Another week, another hack of a cryptocurrency exchange. On Friday, Italian exchange BitGrail, confirmed that it lost about 17 million Nano (XRB) tokens with a market value of about $170 Million. This follows last month’s theft of $530M in digital currency from Tokyo-based exchange Coincheck, which will be hit tomorrow with a lawsuit filed by a group of traders. These incidents highlight the risk in trading an asset that policymakers are struggling to regulate. Unfortunately, the cryptocurrency exchanges are expected to remain vulnerable, so thefts and security breaches will likely remain the norm. Investing in crypto assets is already risky enough due to volatile markets, so it is unacceptable for investors to swallow any additional security risks introduced by the exchanges.

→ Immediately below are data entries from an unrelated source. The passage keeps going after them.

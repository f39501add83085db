//! Session table
//!
//! Every session id maps to an open downstream connection, kept alive
//! between requests. The first request with an unseen id dials a new
//! connection; later requests reuse it; a sweeper reaps sessions that go
//! quiet. While a session is in the table its connection is open, and a
//! removed session is never resurrected — the same id dials afresh.

use std::collections::HashMap;
use std::sync::Arc;
use std::time::{Duration, Instant};

use bytes::Bytes;
use tokio::io::{AsyncReadExt, AsyncWriteExt};
use tokio::net::TcpStream;
use tokio::sync::Mutex;
use tokio::time::timeout;
use tracing::{debug, trace};

use super::{RelayError, MAX_SESSION_STALENESS, TURNAROUND_TIMEOUT};
use crate::MAX_PAYLOAD_LENGTH;

struct Session {
    /// The downstream connection. Its own mutex serializes transacts for
    /// this session even if a misbehaving client overlaps POSTs.
    downstream: Arc<Mutex<TcpStream>>,
    last_seen: Instant,
}

impl Session {
    fn touch(&mut self) {
        self.last_seen = Instant::now();
    }

    fn is_expired(&self, staleness: Duration) -> bool {
        self.last_seen.elapsed() > staleness
    }
}

/// Map of session id → downstream connection, with idle expiry.
pub struct SessionTable {
    sessions: Mutex<HashMap<String, Session>>,
    downstream_addr: String,
    staleness: Duration,
}

impl SessionTable {
    /// Create a table dialing `downstream_addr` for new sessions, with the
    /// default staleness horizon.
    pub fn new(downstream_addr: String) -> Self {
        Self::with_staleness(downstream_addr, MAX_SESSION_STALENESS)
    }

    /// As [`SessionTable::new`] with an explicit staleness horizon.
    pub fn with_staleness(downstream_addr: String, staleness: Duration) -> Self {
        Self {
            sessions: Mutex::new(HashMap::new()),
            downstream_addr,
            staleness,
        }
    }

    /// Look up a session by id, or create one (dialing its downstream
    /// connection) if the id is unseen. Touches the session either way.
    ///
    /// The table lock is held across the dial: concurrent first requests
    /// for the same id must observe a single winning session.
    pub async fn lookup(
        &self,
        session_id: &str,
    ) -> Result<Arc<Mutex<TcpStream>>, RelayError> {
        let mut sessions = self.sessions.lock().await;

        if let Some(session) = sessions.get_mut(session_id) {
            session.touch();
            return Ok(session.downstream.clone());
        }

        trace!("unknown session id; creating new session");
        let stream = TcpStream::connect(&self.downstream_addr).await?;
        stream.set_nodelay(true).ok();

        let downstream = Arc::new(Mutex::new(stream));
        sessions.insert(
            session_id.to_string(),
            Session {
                downstream: downstream.clone(),
                last_seen: Instant::now(),
            },
        );
        Ok(downstream)
    }

    /// Remove a session, closing its downstream connection. Does nothing
    /// for unknown ids.
    pub async fn close_session(&self, session_id: &str) {
        let mut sessions = self.sessions.lock().await;
        if sessions.remove(session_id).is_some() {
            debug!("closing session");
        }
        // The stream closes when the last clone of its handle drops; an
        // in-flight transact may briefly hold one.
    }

    /// Whether `session_id` currently maps to a session.
    pub async fn contains(&self, session_id: &str) -> bool {
        self.sessions.lock().await.contains_key(session_id)
    }

    /// Number of live sessions.
    pub async fn len(&self) -> usize {
        self.sessions.lock().await.len()
    }

    pub async fn is_empty(&self) -> bool {
        self.sessions.lock().await.is_empty()
    }

    /// One expiry pass: drop every session idle beyond the horizon.
    pub async fn sweep(&self) {
        let mut sessions = self.sessions.lock().await;
        let before = sessions.len();
        sessions.retain(|_, session| !session.is_expired(self.staleness));
        let reaped = before - sessions.len();
        if reaped > 0 {
            debug!("expired {} idle session(s)", reaped);
        }
    }

    /// Loop forever, checking for expired sessions and removing them.
    pub async fn run_expiry(&self) {
        loop {
            tokio::time::sleep(self.staleness / 2).await;
            self.sweep().await;
        }
    }
}

/// Feed `body` into the session's downstream connection and collect
/// whatever comes back within the turnaround window.
///
/// A read timeout is not an error: it means no data was ready this
/// turnaround, and the reply is empty. EOF or a read/write error is fatal
/// for the session.
pub async fn transact(
    downstream: &Mutex<TcpStream>,
    body: &[u8],
) -> Result<Bytes, RelayError> {
    let mut downstream = downstream.lock().await;

    downstream.write_all(body).await?;

    let mut buf = vec![0u8; MAX_PAYLOAD_LENGTH];
    match timeout(TURNAROUND_TIMEOUT, downstream.read(&mut buf)).await {
        Err(_) => Ok(Bytes::new()),
        Ok(Ok(0)) => Err(RelayError::DownstreamClosed),
        Ok(Ok(n)) => {
            buf.truncate(n);
            Ok(Bytes::from(buf))
        }
        Ok(Err(e)) => Err(RelayError::Io(e)),
    }
}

Today, I’m asking everyone to put our collective foot down and stop the complacency.
Despite the increased risk, most crypto investors continue to store their tokens on exchanges, rather than transferring them to a digital wallet. An overwhelming majority of Coinbase users that I know personally have never transferred a token from their Coinbase-hosted account. While Ledger recently touted the sale of 1M units in 2017, the reality is that hardware wallets are still too complicated for the average investor to use. Investors are becoming increasingly frustrated with the technical complexities that come along with securing their investments by managing their own wallets. Also, one of the industry’s leading software wallets, MyEtherWallet, didn’t necessarily instill confidence into the emerging consumer wallet vertical with last week’s hard fork announcement.
So where do we go from here?
Traditional financial institutions appear unwilling to launch cryptocurrency investment products any time soon, which could lead to standard security practices for the digital asset class. Early this year, Merrill Lynch blocked its investment advisors and clients from trading in bitcoin-related investments. Therefore, stock investors are currently “chained” to equities markets due to the nature of the asset class. Bitcoin futures have helped renew interest in commodities exchanges, but many retail institutions, like Fidelity, do not offer futures trading. With futures trading a challenge and Bitcoin ETF’s stuck in limbo, retail crypto investors need better options for HODLing.
Digital Custodians to the rescue?
There is a serious issue with consumer education. Many investors aren’t even aware that Coinbase is actually a broker and not an exchange or wallet. In addition, there is a lack of digital investment products offering safe and easy alternatives to currency exchanges and wallets. The current market is missing a fundamental piece of the puzzle, which could provide greater security and allow more capital to flow into the space.
Digital custodians could be the answer. Custodians allow investors to setup third-party management for their accounts. To take advantage of this market opportunity, Bitcoin IRA recently expanded its existing relationship with custodian, Kingdom Trust Company, to offer cash investment accounts. The new product, Coin Cash, brands itself as “the first full-service digital currency exchange platform that allows investors to buy, sell, and store digital currencies.” In January, BitGo, a Silicon Valley cryptocurrency-security startup that serves as a wallet, announced that it had entered into an agreement to acquire Kingdom Trust. (Blockchain Beach had previously reported that Kingdom Trust is one of only two companies offering custodial services for digital currencies). Post-acquisition, the combined companies plan to offer global financial markets an “end-to-end solution for storing digital currencies, including the legal and compliance controls necessary for mainstream financial portfolios.”
Beyond custodians, what other solutions might be on the horizon? Enough is enough. It’s time for us to put our foot down and demand a solution.